Thursday’s ruling is certain to be challenged in court by conservation groups that argue the Yellowstone bears still face threats to their continued existence from humans, climate change and other factors. Tim Preso, an attorney for environmental law firm Earthjustice, said his organization will look closely at the rule.

“We’re certainly prepared to take a stand to protect the grizzly, if necessary,” he said. “There’s only one Yellowstone. There’s only one place like this.
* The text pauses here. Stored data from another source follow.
use serde::{Deserialize, Serialize};
use std::{fs::File, io::BufReader, path::Path, time::Duration};

use crate::{priority_queue::DEFAULT_PRIORITY, EmitterError, EmitterResult};

/// Unlimited listeners per event.
pub const UNLIMITED_LISTENERS: i64 = -1;

#[derive(Debug, Clone, PartialEq, Serialize, Deserialize)]
pub struct EmitterConfig {
    /// Soft limit of listeners per event; exceeding it only logs a warning.
    #[serde(default = "default_max_listeners")]
    pub max_listeners: i64,

    #[serde(default = "default_type_tag")]
    pub type_tag: String,

    #[serde(default = "default_priority")]
    pub default_priority: i32,

    /// Delay before a deferred listener or notice runs.
    #[serde(default = "default_async_delay", with = "duration_ms")]
    pub async_delay: Duration,
}

impl Default for EmitterConfig {
    fn default() -> Self {
        Self {
            max_listeners: default_max_listeners(),
            type_tag: default_type_tag(),
            default_priority: default_priority(),
            async_delay: default_async_delay(),
        }
    }
}

impl EmitterConfig {
    // JSONファイルから設定を読み込む
    pub fn from_file<P: AsRef<Path>>(path: P) -> EmitterResult<Self> {
        let file = File::open(path)
            .map_err(|e| EmitterError::Config(format!("Failed to open config file: {}", e)))?;
        let reader = BufReader::new(file);
        serde_json::from_reader(reader)
            .map_err(|e| EmitterError::Config(format!("Failed to parse config file: {}", e)))
    }

    pub fn from_json(s: &str) -> EmitterResult<Self> {
        serde_json::from_str(s)
            .map_err(|e| EmitterError::Config(format!("Failed to parse config: {}", e)))
    }

    /// Whether an event already holding `current` listeners is at the limit.
    pub fn limit_reached(&self, current: usize) -> bool {
        self.max_listeners >= 0 && current as i64 >= self.max_listeners
    }
}

fn default_max_listeners() -> i64 {
    10
}
fn default_type_tag() -> String {
    "emitter".to_string()
}
fn default_priority() -> i32 {
    DEFAULT_PRIORITY
}
fn default_async_delay() -> Duration {
    Duration::from_millis(0)
}

pub mod duration_ms {
    use serde::{Deserialize, Deserializer, Serializer};
    use std::time::Duration;

    pub fn serialize<S>(duration: &Duration, serializer: S) -> Result<S::Ok, S::Error>
    where
        S: Serializer,
    {
        serializer.serialize_u64(duration.as_millis() as u64)
    }

    pub fn deserialize<'de, D>(deserializer: D) -> Result<Duration, D::Error>
    where
        D: Deserializer<'de>,
    {
        let millis = u64::deserialize(deserializer)?;
        Ok(Duration::from_millis(millis))
    }
}
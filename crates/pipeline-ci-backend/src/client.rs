//! `CiBackendClient`: the narrow REST surface the deployer, orchestrator, and
//! webhook dispatcher depend on. The concrete `HttpCiBackendClient` targets a
//! Concourse-style ATC API, matching the shape of
//! `concourse.client.api.ConcourseApiBase`.

use async_trait::async_trait;
use pipeline_config::Build;
use reqwest::header::{HeaderMap, HeaderValue, AUTHORIZATION};
use serde::Serialize;
use tracing::debug;

use crate::error::CiBackendError;
use crate::model::{PipelineConfig, PipelineConfigResource, ResourceType, ResourceVersion, SetPipelineResult};

#[async_trait]
pub trait CiBackendClient: Send + Sync {
    async fn set_pipeline(&self, name: &str, body: &str) -> Result<SetPipelineResult, CiBackendError>;
    async fn unpause_pipeline(&self, name: &str) -> Result<(), CiBackendError>;
    async fn expose_pipeline(&self, name: &str) -> Result<(), CiBackendError>;
    async fn pipelines(&self) -> Result<Vec<String>, CiBackendError>;
    async fn delete_pipeline(&self, name: &str) -> Result<(), CiBackendError>;
    async fn pipeline_resources(
        &self,
        pipeline_names: &[String],
        resource_type: Option<ResourceType>,
    ) -> Result<Vec<PipelineConfigResource>, CiBackendError>;
    async fn trigger_resource_check(&self, pipeline: &str, resource: &str) -> Result<(), CiBackendError>;
    async fn order_pipelines(&self, names: &[String]) -> Result<(), CiBackendError>;
    async fn pipeline_cfg(&self, name: &str) -> Result<PipelineConfig, CiBackendError>;
    async fn job_builds(&self, pipeline: &str, job: &str) -> Result<Vec<Build>, CiBackendError>;
    async fn abort_build(&self, build_id: &str) -> Result<(), CiBackendError>;
    async fn resource_versions(
        &self,
        pipeline: &str,
        resource: &str,
    ) -> Result<Vec<ResourceVersion>, CiBackendError>;
}

/// [`CiBackendClient`] implementation backed by a real Concourse-compatible
/// ATC API, scoped to a single `(base_url, team_name)` pair the way
/// `ccc.concourse.client_from_cfg_name` hands back a team-scoped client.
pub struct HttpCiBackendClient {
    http: reqwest::Client,
    base_url: String,
    team_name: String,
}

impl HttpCiBackendClient {
    pub fn new(
        base_url: impl Into<String>,
        team_name: impl Into<String>,
        auth_token: Option<&str>,
    ) -> Result<Self, CiBackendError> {
        let mut headers = HeaderMap::new();
        if let Some(token) = auth_token {
            let mut value = HeaderValue::from_str(&format!("Bearer {token}"))
                .map_err(|_| CiBackendError::UnknownSetPipelineResult)?;
            value.set_sensitive(true);
            headers.insert(AUTHORIZATION, value);
        }
        let http = reqwest::Client::builder().default_headers(headers).build()?;
        Ok(Self {
            http,
            base_url: base_url.into(),
            team_name: team_name.into(),
        })
    }

    fn team_url(&self, path: &str) -> String {
        format!(
            "{}/api/v1/teams/{}{}",
            self.base_url.trim_end_matches('/'),
            self.team_name,
            path
        )
    }

    async fn send_ok(&self, req: reqwest::RequestBuilder) -> Result<(), CiBackendError> {
        let resp = req.send().await?;
        let status = resp.status();
        if !status.is_success() {
            let url = resp.url().to_string();
            let body = resp.text().await.unwrap_or_default();
            return Err(CiBackendError::UnexpectedStatus {
                status: status.as_u16(),
                url,
                body,
            });
        }
        Ok(())
    }

    async fn send_json<T: serde::de::DeserializeOwned>(
        &self,
        req: reqwest::RequestBuilder,
    ) -> Result<T, CiBackendError> {
        let resp = req.send().await?;
        let status = resp.status();
        if !status.is_success() {
            let url = resp.url().to_string();
            let body = resp.text().await.unwrap_or_default();
            return Err(CiBackendError::UnexpectedStatus {
                status: status.as_u16(),
                url,
                body,
            });
        }
        Ok(resp.json().await?)
    }
}

#[derive(Serialize)]
struct OrderPipelinesRequest<'a> {
    pipelines: &'a [String],
}

#[async_trait]
impl CiBackendClient for HttpCiBackendClient {
    async fn set_pipeline(&self, name: &str, body: &str) -> Result<SetPipelineResult, CiBackendError> {
        let url = self.team_url(&format!("/pipelines/{name}/config"));
        let resp = self
            .http
            .put(&url)
            .header(reqwest::header::CONTENT_TYPE, "application/x-yaml")
            .body(body.to_string())
            .send()
            .await?;
        let status = resp.status();
        if status == reqwest::StatusCode::INTERNAL_SERVER_ERROR {
            let response_body = resp.bytes().await.unwrap_or_default();
            return Err(CiBackendError::UnexpectedStatus {
                status: status.as_u16(),
                url,
                body: String::from_utf8_lossy(&response_body).into_owned(),
            });
        }
        if !status.is_success() {
            let response_body = resp.text().await.unwrap_or_default();
            return Err(CiBackendError::UnexpectedStatus {
                status: status.as_u16(),
                url,
                body: response_body,
            });
        }
        if status == reqwest::StatusCode::CREATED {
            Ok(SetPipelineResult::Created)
        } else {
            Ok(SetPipelineResult::Updated)
        }
    }

    async fn unpause_pipeline(&self, name: &str) -> Result<(), CiBackendError> {
        let url = self.team_url(&format!("/pipelines/{name}/unpause"));
        self.send_ok(self.http.put(&url)).await
    }

    async fn expose_pipeline(&self, name: &str) -> Result<(), CiBackendError> {
        let url = self.team_url(&format!("/pipelines/{name}/expose"));
        self.send_ok(self.http.put(&url)).await
    }

    async fn pipelines(&self) -> Result<Vec<String>, CiBackendError> {
        #[derive(serde::Deserialize)]
        struct PipelineSummary {
            name: String,
        }
        let url = self.team_url("/pipelines");
        let summaries: Vec<PipelineSummary> = self.send_json(self.http.get(&url)).await?;
        Ok(summaries.into_iter().map(|p| p.name).collect())
    }

    async fn delete_pipeline(&self, name: &str) -> Result<(), CiBackendError> {
        let url = self.team_url(&format!("/pipelines/{name}"));
        self.send_ok(self.http.delete(&url)).await
    }

    async fn pipeline_resources(
        &self,
        pipeline_names: &[String],
        resource_type: Option<ResourceType>,
    ) -> Result<Vec<PipelineConfigResource>, CiBackendError> {
        let mut resources = Vec::new();
        for pipeline_name in pipeline_names {
            let url = self.team_url(&format!("/pipelines/{pipeline_name}/resources"));
            let pipeline_resources: Vec<PipelineConfigResource> =
                self.send_json(self.http.get(&url)).await?;
            resources.extend(
                pipeline_resources
                    .into_iter()
                    .filter(|r| resource_type.is_none_or(|t| r.resource_type == t)),
            );
        }
        debug!(count = resources.len(), "fetched pipeline resources");
        Ok(resources)
    }

    async fn trigger_resource_check(&self, pipeline: &str, resource: &str) -> Result<(), CiBackendError> {
        let url = self.team_url(&format!("/pipelines/{pipeline}/resources/{resource}/check"));
        self.send_ok(self.http.post(&url).json(&serde_json::json!({}))).await
    }

    async fn order_pipelines(&self, names: &[String]) -> Result<(), CiBackendError> {
        let url = self.team_url("/pipelines/ordering");
        self.send_ok(self.http.put(&url).json(names)).await
    }

    async fn pipeline_cfg(&self, name: &str) -> Result<PipelineConfig, CiBackendError> {
        let url = self.team_url(&format!("/pipelines/{name}/config"));
        let resp = self.http.get(&url).send().await?;
        if resp.status() == reqwest::StatusCode::NOT_FOUND {
            return Err(CiBackendError::PipelineNotFound(name.to_string()));
        }
        #[derive(serde::Deserialize)]
        struct ConfigResponse {
            config: PipelineConfig,
        }
        let status = resp.status();
        if !status.is_success() {
            let response_url = resp.url().to_string();
            let body = resp.text().await.unwrap_or_default();
            return Err(CiBackendError::UnexpectedStatus {
                status: status.as_u16(),
                url: response_url,
                body,
            });
        }
        let parsed: ConfigResponse = resp.json().await?;
        Ok(parsed.config)
    }

    async fn job_builds(&self, pipeline: &str, job: &str) -> Result<Vec<Build>, CiBackendError> {
        let url = self.team_url(&format!("/pipelines/{pipeline}/jobs/{job}/builds"));
        self.send_json(self.http.get(&url)).await
    }

    async fn abort_build(&self, build_id: &str) -> Result<(), CiBackendError> {
        let url = format!(
            "{}/api/v1/builds/{build_id}/abort",
            self.base_url.trim_end_matches('/')
        );
        self.send_ok(self.http.put(&url)).await
    }

    async fn resource_versions(
        &self,
        pipeline: &str,
        resource: &str,
    ) -> Result<Vec<ResourceVersion>, CiBackendError> {
        let url = self.team_url(&format!("/pipelines/{pipeline}/resources/{resource}/versions"));
        self.send_json(self.http.get(&url)).await
    }
}
//! GitHub client trait, CODEOWNERS resolution, and the PR/issue/label
//! helpers the controller crate's webhook dispatcher and notifier depend on.

pub mod client;
pub mod codeowners;
pub mod error;
pub mod model;

pub use client::{GithubClient, HttpGithubClient};
pub use codeowners::{all_owners, enumerate_codeowners, resolve_email_addresses};
pub use error::ScmError;
pub use model::{
    CodeownersEntry, FileContents, Issue, IssueEdit, IssueState, Label, PullRequest,
    PullRequestRef, Release, RepoSlug, Repository, User,
};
We ought not to take an unjustified gamble with an iconic species of this region.”

Matt Hogan, the deputy regional director for the Fish and Wildlife Service’s eight-state Mountain-Prairie Region, said he is confident that the science behind the decision and the management plans the states will follow will withstand any lawsuit.

“We feel like this species is more than adequately protected in the absence of (Endangered Species Act) protections,” Hogan said.

Endangered Species Act protections set strict rules meant to protect species from being killed or their habitat being harmed, as opposed to state management practices that can include hunting or trapping as a means to keep an animal’s population in check.

Wildlife officials in Montana, Idaho and Wyoming have been managing the bear population alongside federal government officials for decades. Those states have submitted management plans that have been approved, and will follow strict regulations to keep a viable population of above 600 bears, Hogan said.

Scientists also studied the effects of climate change on grizzly bears and their food sources, such as the nuts of whitebark pine trees, which are in decline.

“They found grizzly bears are extremely resilient, extremely flexible and adaptable,” Hogan said.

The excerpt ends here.